DENGEYİ BOZDUK!

Eskilerin; "anasırı erbaba" dedikleri bir husus vardı. Ne demek "anasırı erbaba?" Dört unsur: Toprak, hava, su, güneş. Bu dört unsur olmadan hayat olmaz.

Şimdi bakıyorum da; topraksız çilek, topraksız domates, topraksız salatalık... hiç tat alabiliyor musunuz?

Çocukluğumda yediğim; domateslerin, salatalıkların, çileklerin... tadı nerede?

Hatta o kadar işi azıttılar ki; Karpuzu kabağa aşılıyorlar, karpuz mu yiyorsunuz, kabak mı belli değil!

Tabii bu arada hastalıklar da arttı. Aldığımız meyve ve sebzelerde hormondan geçilmiyor.

Hayatın mı tadı kaçtı? Yoksa insanın mı? Dünyanın mı çivisi çıktı? Yoksa insan mı şirazeden çıktı?

İlahi sisteme kafa mı tutuyoruz? Allah'ın yarattıklarına meydan mı okuyoruz? Allah'ı saf dışı etmeye mi kalkıyoruz? Yoksa; "İnsan her şey, o olmadan olmaz, insan: "çok güçlü" mü demek istiyoruz?

Eğer; "insan çok güçlü, onun hiç bir şeye ihtiyacı yok..."diyorsanız, haydi ölümü durdursanıza, güneşe meydan okusanıza, mevsimleri değiştirsenize, küçücük, bir avuç kadar olan beynin düşünme sistemine dur deseniz ya...

Bitmedi, hani diyorsunuz: "Allah'ın bu dünyada işi yok, o, ahiret işine baksın!" o zaman şunu da yapsanız ya; Yağmurları, karı, doluyu... tüm doğa olaylarını durduruverin. Depremler olmasın mesela. Geceyi, gündüze, gündüzü, geceye katıverin.

İnsan, her şeyin hakkından gelir mi diyorsunuz? Haydi rüyayı çözümleyin, içimizdeki ilhama son verin, kışın kupkuru olan, adeta bir odun parçasına dönen, bahar gelince dirilen, yapraklanıp çiçeğe duran ve yaz mevsiminde çeşit çeşit meyve veren ağaçların bu ilahi güzelliğine bir şey yapın! O meyveler ki; cana can katıyor, kimi ekşi, kimi tatlı… kimi yeşil, kimi sarı, kimi ufak kimi iri…

Arının bal yapmasına aklınızla bir çare bulun.
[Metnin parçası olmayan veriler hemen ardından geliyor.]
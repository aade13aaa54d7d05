//! Builder 模式实现
//!
//! 提供链式构造 [`ServoController`] 的便捷方式。所有配置错误
//! （未知限位、非法限位、非法节拍频率）都在 `build` 阶段暴露，
//! 节拍线程只会带着已校验的状态启动。

use crate::controller::{ChannelState, ServoController};
use crate::error::MotionError;
use crate::limits::{DEFAULT_TICK_HZ, Limit, default_limits};
use crate::trajectory::Trajectory;
use noki_pwm::ServoDriver;
use std::collections::BTreeMap;
use std::time::Duration;
use tracing::{debug, info};

/// ServoController Builder（链式构造）
///
/// # Example
///
/// ```no_run
/// use noki_motion::{ControllerBuilder, Limit};
/// use noki_pwm::Pca9685Driver;
///
/// # fn main() -> Result<(), Box<dyn std::error::Error>> {
/// let driver = Pca9685Driver::open_default()?;
///
/// // 默认配置：通道 0-3，出厂限位表，50Hz
/// let controller = ControllerBuilder::new().build(driver)?;
/// # Ok(())
/// # }
/// ```
pub struct ControllerBuilder {
    /// 激活的通道集合
    channels: Vec<u8>,
    /// 在出厂限位表之上的覆盖项
    limit_overrides: BTreeMap<u8, Limit>,
    /// 节拍频率（Hz）
    tick_hz: u32,
}

impl ControllerBuilder {
    pub fn new() -> Self {
        Self {
            channels: vec![0, 1, 2, 3],
            limit_overrides: BTreeMap::new(),
            tick_hz: DEFAULT_TICK_HZ,
        }
    }

    /// 设置激活通道（可选，默认 0-3）
    pub fn channels(mut self, channels: impl IntoIterator<Item = u8>) -> Self {
        self.channels = channels.into_iter().collect();
        self
    }

    /// 覆盖单个通道的限位（可选，可多次调用）
    ///
    /// 出厂表之外的通道（≥4）必须通过本方法提供限位，否则
    /// `build` 返回 [`MotionError::MissingLimit`]。
    pub fn limit(mut self, channel: u8, limit: Limit) -> Self {
        self.limit_overrides.insert(channel, limit);
        self
    }

    /// 批量覆盖限位（可选）
    pub fn limits(mut self, overrides: impl IntoIterator<Item = (u8, Limit)>) -> Self {
        self.limit_overrides.extend(overrides);
        self
    }

    /// 设置节拍频率（可选，默认 50Hz）
    pub fn tick_hz(mut self, tick_hz: u32) -> Self {
        self.tick_hz = tick_hz;
        self
    }

    /// 构建并启动控制器
    ///
    /// 校验配置、探测每个通道的初始角度（驱动不能回读时退回
    /// 中心角），然后启动后台节拍线程。
    ///
    /// # Errors
    ///
    /// - [`MotionError::InvalidTickRate`]：节拍频率为 0
    /// - [`MotionError::NoChannels`]：通道集合为空
    /// - [`MotionError::MissingLimit`]：激活通道没有限位
    /// - [`MotionError::InvalidLimit`]：限位违反 min ≤ center ≤ max
    /// - [`MotionError::Pwm`]：初始角度探测失败
    pub fn build(
        self,
        mut driver: impl ServoDriver + Send + 'static,
    ) -> Result<ServoController, MotionError> {
        if self.tick_hz == 0 {
            return Err(MotionError::InvalidTickRate(self.tick_hz));
        }
        if self.channels.is_empty() {
            return Err(MotionError::NoChannels);
        }

        let mut limits = default_limits();
        limits.extend(self.limit_overrides);

        let mut channels = BTreeMap::new();
        for channel in &self.channels {
            let limit = limits.get(channel).cloned().ok_or(MotionError::MissingLimit(*channel))?;
            if !limit.is_valid() {
                return Err(MotionError::InvalidLimit {
                    channel: *channel,
                    min: limit.min_angle,
                    center: limit.center,
                    max: limit.max_angle,
                });
            }

            // 初始角度：驱动能回读就用回读值（截断到限位内），
            // 否则退回中心角
            let reported = driver.position(*channel)?;
            let initial = limit.clamp(reported.unwrap_or(limit.center));
            debug!(
                "channel {} ({}) initialized at {:.2}° (reported: {:?})",
                channel, limit.label, initial, reported
            );

            channels.insert(
                *channel,
                ChannelState {
                    limit,
                    trajectory: Trajectory::at_rest(initial),
                },
            );
        }

        let tick_interval = Duration::from_secs_f64(1.0 / self.tick_hz as f64);
        info!(
            "servo controller starting: channels={:?}, tick={}Hz",
            channels.keys().collect::<Vec<_>>(),
            self.tick_hz
        );

        Ok(ServoController::spawn(channels, tick_interval, driver))
    }
}

impl Default for ControllerBuilder {
    fn default() -> Self {
        Self::new()
    }
}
Binlerce, milyonlarca çiçekten aldığı güzellikleri altıgen peteğe, insanlara şifa veren, gıda sunan, çeşitli kıvamdaki bala bir çözüm getirin. Arının bu sistematiğini z kuşağı çözemez.

Kana o kırmızılığı veren, olmazsa olmaz hayati öneme sahip bu sıvıya alternatif bir sıvı bulabilir misiniz? "ben aklımla çözebilirim” mi diyorsunuz? Bir damla su (Sperm) iken; et, tırnak, kemik, gören göz, işiten kulak, düşünen beyin, yürüyen ayak, tutan el, koklayan burun, icatlar yapan, teknoloji harikaları meydana getiren makinalar, araçlar ortaya çıkaran, bunları planlamayı, sistematiğe bağlamayı yapma gücünü insan nereden alıyor?

Evet insan eşrefi mahlukattır. Bu şerefini; Allah'ı tanıdığı, ilahi sistemler içinde hareket ettiği, Allah'a ve Rahmanî durumlara kafa tutmadığı, daha doğrusu tutamadığı, tutmak istemediği durumlarda şereflidir.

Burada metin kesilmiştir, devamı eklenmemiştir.